> **About this exercise**:
Among the entries below, copy every line that carries the word "match".

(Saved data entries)
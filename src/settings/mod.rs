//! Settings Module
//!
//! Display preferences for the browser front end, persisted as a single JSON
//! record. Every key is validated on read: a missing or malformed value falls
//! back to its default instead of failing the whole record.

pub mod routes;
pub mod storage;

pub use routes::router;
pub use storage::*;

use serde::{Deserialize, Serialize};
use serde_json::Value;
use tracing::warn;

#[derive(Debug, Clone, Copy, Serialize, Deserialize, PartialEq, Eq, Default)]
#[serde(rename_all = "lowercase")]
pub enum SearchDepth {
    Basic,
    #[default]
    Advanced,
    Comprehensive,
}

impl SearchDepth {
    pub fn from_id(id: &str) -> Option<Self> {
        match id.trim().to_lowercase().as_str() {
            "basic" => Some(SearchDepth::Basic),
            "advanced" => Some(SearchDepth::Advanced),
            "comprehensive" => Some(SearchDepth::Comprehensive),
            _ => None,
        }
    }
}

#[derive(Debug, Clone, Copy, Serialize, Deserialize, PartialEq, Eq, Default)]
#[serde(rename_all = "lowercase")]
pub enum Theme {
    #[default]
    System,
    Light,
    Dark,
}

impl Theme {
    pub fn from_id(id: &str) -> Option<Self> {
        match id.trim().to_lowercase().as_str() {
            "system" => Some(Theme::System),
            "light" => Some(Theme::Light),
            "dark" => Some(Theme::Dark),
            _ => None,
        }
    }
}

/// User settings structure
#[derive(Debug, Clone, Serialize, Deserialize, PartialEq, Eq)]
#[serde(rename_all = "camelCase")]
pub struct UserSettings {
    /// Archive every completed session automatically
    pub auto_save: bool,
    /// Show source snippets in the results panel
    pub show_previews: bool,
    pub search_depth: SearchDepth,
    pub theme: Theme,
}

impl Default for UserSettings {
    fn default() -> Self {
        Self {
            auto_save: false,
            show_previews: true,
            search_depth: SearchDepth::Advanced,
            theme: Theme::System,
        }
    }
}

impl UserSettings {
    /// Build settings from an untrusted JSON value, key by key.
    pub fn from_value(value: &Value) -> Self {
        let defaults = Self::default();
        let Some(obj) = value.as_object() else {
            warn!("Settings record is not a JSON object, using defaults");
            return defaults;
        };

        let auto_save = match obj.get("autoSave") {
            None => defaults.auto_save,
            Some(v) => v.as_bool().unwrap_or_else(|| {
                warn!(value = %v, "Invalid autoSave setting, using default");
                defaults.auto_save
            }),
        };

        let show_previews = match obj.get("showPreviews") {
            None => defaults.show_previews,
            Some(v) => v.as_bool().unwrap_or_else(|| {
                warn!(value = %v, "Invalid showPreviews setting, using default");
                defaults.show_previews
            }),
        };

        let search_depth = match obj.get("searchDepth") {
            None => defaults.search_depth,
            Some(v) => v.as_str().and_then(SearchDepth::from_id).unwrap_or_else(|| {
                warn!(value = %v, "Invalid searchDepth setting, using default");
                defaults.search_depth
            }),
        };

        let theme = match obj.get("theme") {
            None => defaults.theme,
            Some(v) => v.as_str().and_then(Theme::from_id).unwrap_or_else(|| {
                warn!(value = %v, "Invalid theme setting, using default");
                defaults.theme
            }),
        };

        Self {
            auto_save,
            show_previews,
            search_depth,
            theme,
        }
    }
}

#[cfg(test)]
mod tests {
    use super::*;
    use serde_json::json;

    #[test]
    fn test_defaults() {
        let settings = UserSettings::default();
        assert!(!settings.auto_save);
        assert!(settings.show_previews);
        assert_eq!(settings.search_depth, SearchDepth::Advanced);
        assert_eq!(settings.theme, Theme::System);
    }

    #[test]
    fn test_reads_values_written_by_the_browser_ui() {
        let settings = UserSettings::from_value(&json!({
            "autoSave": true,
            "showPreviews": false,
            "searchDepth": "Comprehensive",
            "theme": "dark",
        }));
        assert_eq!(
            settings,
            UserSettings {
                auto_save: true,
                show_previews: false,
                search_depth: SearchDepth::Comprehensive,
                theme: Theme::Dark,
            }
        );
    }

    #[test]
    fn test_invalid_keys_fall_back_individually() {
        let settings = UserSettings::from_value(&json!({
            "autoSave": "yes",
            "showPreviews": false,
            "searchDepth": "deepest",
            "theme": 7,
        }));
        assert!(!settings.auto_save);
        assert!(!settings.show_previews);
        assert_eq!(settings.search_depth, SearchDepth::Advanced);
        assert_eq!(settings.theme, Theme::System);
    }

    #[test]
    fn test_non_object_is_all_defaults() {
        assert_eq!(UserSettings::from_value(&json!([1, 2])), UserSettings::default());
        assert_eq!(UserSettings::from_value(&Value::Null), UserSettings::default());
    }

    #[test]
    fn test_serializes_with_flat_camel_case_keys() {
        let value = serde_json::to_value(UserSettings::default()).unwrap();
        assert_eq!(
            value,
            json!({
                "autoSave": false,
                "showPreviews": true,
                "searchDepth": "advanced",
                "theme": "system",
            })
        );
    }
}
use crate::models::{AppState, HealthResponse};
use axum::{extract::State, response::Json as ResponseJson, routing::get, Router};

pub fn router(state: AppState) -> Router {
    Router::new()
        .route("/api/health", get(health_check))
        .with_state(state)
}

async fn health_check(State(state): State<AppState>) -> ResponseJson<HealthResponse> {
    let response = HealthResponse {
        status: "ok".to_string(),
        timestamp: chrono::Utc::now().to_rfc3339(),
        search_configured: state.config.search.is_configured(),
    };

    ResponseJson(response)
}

> **Answer**:
        match id.trim().to_lowercase().as_str() {
        match id.trim().to_lowercase().as_str() {
        let auto_save = match obj.get("autoSave") {
        let show_previews = match obj.get("showPreviews") {
        let search_depth = match obj.get("searchDepth") {
        let theme = match obj.get("theme") {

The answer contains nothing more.